Benar saja, JK juga sepakat dengan hilirisasi yang memberikan nilai tambah. Apalagi, hilirisasi menurut JK bisa membuat negara semakin maju.
Baca Juga
"Hilirisasi atau secara umum disebut juga industrialisasi merupakan upaya untuk memberikan nilai tambah. Itu harus dilaksanakan seluruh negara untuk memperkuat nilai tambahnya, ekspornya. Semuanya maju karena industri, tidak ada negara yang tidak maju karena industri," kata Jusuf Kalla.
Akan tetapi, mantan Wakil Presiden ke-10 dan 12 tersebut mengatakan bahwa efek dari hilirisasi yang ada saat ini terjadi monopoli dan hanya dikuasai oleh segelintir orang.
"Namun, jangan seperti apa yang digembar-gemborkan dewasa ini, hilirisasi terjadi semacam monopoli dan terlalu memberikan suatu kebebasan kepada sekelompok penguasanya yang hampir semuanya dari China," ujar JK.

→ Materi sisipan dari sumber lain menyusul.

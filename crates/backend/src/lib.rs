//! Warrantly Backend - the warranty-record lifecycle core.
//!
//! This crate implements the three pieces of the system with real
//! engineering content, behind narrow collaborator interfaces:
//!
//! - [`warranties`] - collision-safe allocation of human-readable warranty
//!   codes and item serials, with expiry pre-computation, executed as one
//!   atomic insert against the storage collaborator
//! - [`broker`] - the in-memory notification fan-out broker, pushing
//!   framed events to live subscriber connections
//! - [`notifications`] - persist-then-publish composition on top of the
//!   broker
//!
//! Storage (the relational layer) and the push transport are consumed as
//! traits ([`storage::WarrantyStore`], [`storage::NotificationStore`],
//! [`broker::Connection`]); this crate never touches a database or a
//! socket directly. An axum Server-Sent-Events adapter for the
//! `Connection` seam lives in [`sse`].

#![cfg_attr(not(test), forbid(unsafe_code))]

pub mod broker;
pub mod codes;
pub mod error;
pub mod models;
pub mod notifications;
pub mod sse;
pub mod storage;
pub mod warranties;

pub use broker::{Connection, NotificationBroker, Subscription};
pub use error::WarrantyError;
pub use notifications::NotificationService;
pub use warranties::{AllocatorOptions, WarrantyService};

Dengan tegas, JK bahkan berani mengatakan jika hilirisasi nikel Indonesia 90% dikuasai oleh China
"Nikel misalnya, kita mempunyai kekayaan nikel terbesar di dunia. Tapi 90% dikelola oleh pengusaha-pengusaha dari China dengan pajak hanya 1%."
"Kemudian memperbolehkan tenaga kerja (China) yang puluhan ribu masuk. Sehingga yang kerja mereka, yang punya mereka, yang membangun mereka dan mereka menguasai hilirisasi itu," katanya.
JK kemudian mengatakan bahwa jika demikian, Indonesia hanya akan mendapatkan kerusakan lingkungan dari program hilirisasi yang digaungkan.
"Kita dapat apa? kita mendapat kerusakan lingkungan yang luar biasa," tutur Jusuf Kalla.